Infidelity is the breaking of a promise to remain faithful to a sexual partner, whether that promise was made as part of marriage vows or privately uttered agreements between lovers. As unthinkable as the notion of breaking such bonds may be at the time, infidelity is far from rare. And when it happens, it raises thorny questions: Should you stay? Can trust be rebuilt? Or is there no choice but to pack up and move on?
Men have always been more likely than women to cheat, or at least to report having done so on surveys, but researchers have noticed a shift in recent years. In general, according to the General Social Survey 2010–2016, conducted by the National Opinion Research Council of the University of Chicago, 16 percent of adults—about 20 percent of men and 13 percent of women—report that they’ve had sex with someone other than their spouse while married. But among adults under 30 who have ever been married, 11 percent of women report having committed infidelity, as opposed to 10 percent of men.
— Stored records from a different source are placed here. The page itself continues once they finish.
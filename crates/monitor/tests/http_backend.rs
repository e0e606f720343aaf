//! Tests for the reqwest backend against a local axum server.

use std::sync::{Arc, Mutex};
use std::time::Duration;

use axum::extract::{Path, State};
use axum::http::StatusCode;
use axum::response::{IntoResponse, Response};
use axum::routing::{get, post};
use axum::{Json, Router};
use common::SagaId;
use domain::{Money, OrderRequest, OrderType, SagaStatus, StepRegistry, steps};
use monitor::{
    BackendError, HttpSagaBackend, MonitorConfig, MonitorService, SagaBackend, UiEvent,
};
use serde_json::{Value, json};

#[derive(Clone, Default)]
struct MockBackend {
    received: Arc<Mutex<Vec<Value>>>,
    polls: Arc<Mutex<usize>>,
}

async fn submit_order(State(mock): State<MockBackend>, Json(body): Json<Value>) -> Json<Value> {
    let order_type = body["orderType"].clone();
    mock.received.lock().unwrap().push(body);
    Json(json!({
        "sagaId": "saga-http",
        "status": "STARTED",
        "currentStep": null,
        "completedSteps": null,
        "orderType": order_type,
    }))
}

async fn order_status(State(mock): State<MockBackend>, Path(saga_id): Path<String>) -> Response {
    match saga_id.as_str() {
        "saga-http" => {
            let polls = {
                let mut polls = mock.polls.lock().unwrap();
                *polls += 1;
                *polls
            };
            let body = if polls == 1 {
                json!({
                    "sagaId": "saga-http",
                    "status": "IN_PROGRESS",
                    "currentStep": "VERIFY_TRADING_PERMISSION",
                    "completedSteps": ["CREATE_ORDER"],
                })
            } else {
                json!({
                    "sagaId": "saga-http",
                    "status": "COMPLETED",
                    "completedSteps": StepRegistry::default().forward_ids(),
                    "executionPrice": 150.25,
                })
            };
            Json(body).into_response()
        }
        "garbage" => (StatusCode::OK, "not json").into_response(),
        _ => (StatusCode::NOT_FOUND, "").into_response(),
    }
}

async fn cancel_order(Path(saga_id): Path<String>) -> Response {
    (
        StatusCode::CONFLICT,
        Json(json!({ "message": format!("Saga {saga_id} already completed") })),
    )
        .into_response()
}

async fn serve(mock: MockBackend) -> String {
    let app = Router::new()
        .route("/api/orders/submit-order", post(submit_order))
        .route("/api/orders/order-status/{saga_id}", get(order_status))
        .route("/api/orders/cancel-order/{saga_id}", post(cancel_order))
        .with_state(mock);

    let listener = tokio::net::TcpListener::bind("127.0.0.1:0").await.unwrap();
    let addr = listener.local_addr().unwrap();
    tokio::spawn(async move {
        axum::serve(listener, app).await.unwrap();
    });
    format!("http://{addr}/api/orders")
}

fn backend(base_url: &str) -> HttpSagaBackend {
    HttpSagaBackend::new(base_url, Duration::from_secs(5)).unwrap()
}

#[tokio::test]
async fn test_submit_sends_camel_case_order() {
    let mock = MockBackend::default();
    let base_url = serve(mock.clone()).await;
    let request = OrderRequest::limit("user-1", "acc-1", "msft", 4, Money::from_cents(15_025));

    let snapshot = backend(&base_url).submit(&request).await.unwrap();

    assert_eq!(snapshot.saga_id.as_str(), "saga-http");
    assert_eq!(snapshot.status, SagaStatus::Submitted);
    assert!(snapshot.completed_steps.is_empty());
    assert_eq!(snapshot.order_type, Some(OrderType::Limit));

    let received = mock.received.lock().unwrap();
    assert_eq!(received[0]["userId"], "user-1");
    assert_eq!(received[0]["stockSymbol"], "MSFT");
    assert_eq!(received[0]["orderType"], "LIMIT");
    assert_eq!(received[0]["limitPrice"], 150.25);
}

#[tokio::test]
async fn test_status_decodes_progress() {
    let base_url = serve(MockBackend::default()).await;
    let snapshot = backend(&base_url)
        .status(&SagaId::new("saga-http"))
        .await
        .unwrap();

    assert_eq!(snapshot.status, SagaStatus::InProgress);
    assert_eq!(
        snapshot.current_step.as_ref().map(|s| s.as_str()),
        Some(steps::VERIFY_TRADING_PERMISSION)
    );
    assert_eq!(snapshot.completed_steps.len(), 1);
}

#[tokio::test]
async fn test_error_responses_are_classified() {
    let base_url = serve(MockBackend::default()).await;
    let backend = backend(&base_url);

    let err = backend.status(&SagaId::new("missing")).await.unwrap_err();
    assert!(matches!(err, BackendError::Rejected { status: 404, .. }));

    let err = backend.status(&SagaId::new("garbage")).await.unwrap_err();
    assert!(matches!(err, BackendError::Decode(_)));

    match backend.cancel(&SagaId::new("saga-http")).await {
        Err(BackendError::Rejected { status, message }) => {
            assert_eq!(status, 409);
            assert_eq!(message, "Saga saga-http already completed");
        }
        other => panic!("expected a rejection, got {other:?}"),
    }
}

#[tokio::test]
async fn test_unreachable_backend_is_a_transport_error() {
    let listener = tokio::net::TcpListener::bind("127.0.0.1:0").await.unwrap();
    let addr = listener.local_addr().unwrap();
    drop(listener);

    let err = backend(&format!("http://{addr}/api/orders"))
        .status(&SagaId::new("saga-http"))
        .await
        .unwrap_err();
    assert!(matches!(err, BackendError::Transport(_)));
}

#[tokio::test]
async fn test_monitor_tracks_a_saga_over_http() {
    let base_url = serve(MockBackend::default()).await;
    let config = MonitorConfig {
        poll_interval: Duration::from_millis(20),
        reveal_cadence: Duration::from_millis(2),
        compensation_cadence: Duration::from_millis(2),
        terminal_pause: Duration::from_millis(5),
    };
    let (monitor, mut events) = MonitorService::spawn(
        Arc::new(backend(&base_url)),
        Arc::new(StepRegistry::default()),
        config,
    );

    let handle = monitor
        .submit(OrderRequest::market("user-1", "acc-1", "AAPL", 3))
        .await
        .unwrap();
    assert_eq!(handle.saga_id.as_str(), "saga-http");

    let notification = tokio::time::timeout(Duration::from_secs(5), async {
        loop {
            match events.recv().await {
                Some(UiEvent::Notified { notification }) => return notification,
                Some(_) => {}
                None => panic!("monitor stopped"),
            }
        }
    })
    .await
    .expect("saga should finish");

    assert!(notification.success);
    assert_eq!(
        notification.details.execution_price,
        Some(Money::from_cents(15_025))
    );
    let view = monitor.view().await.unwrap();
    assert_eq!(view.visible_completed_steps.len(), 14);
}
For the adulterer, infidelity can be exciting and seductive, conferring feelings of renewal, rejuvenation, and joy. Infidelity is a betrayal but it isn’t necessarily the end of love. The partner being betrayed, however, may feel confusion, anger, doubt, pain, and heartbreak. Relationships require ongoing work, but for a couple facing the fallout from an affair, the challenge can feel insurmountable.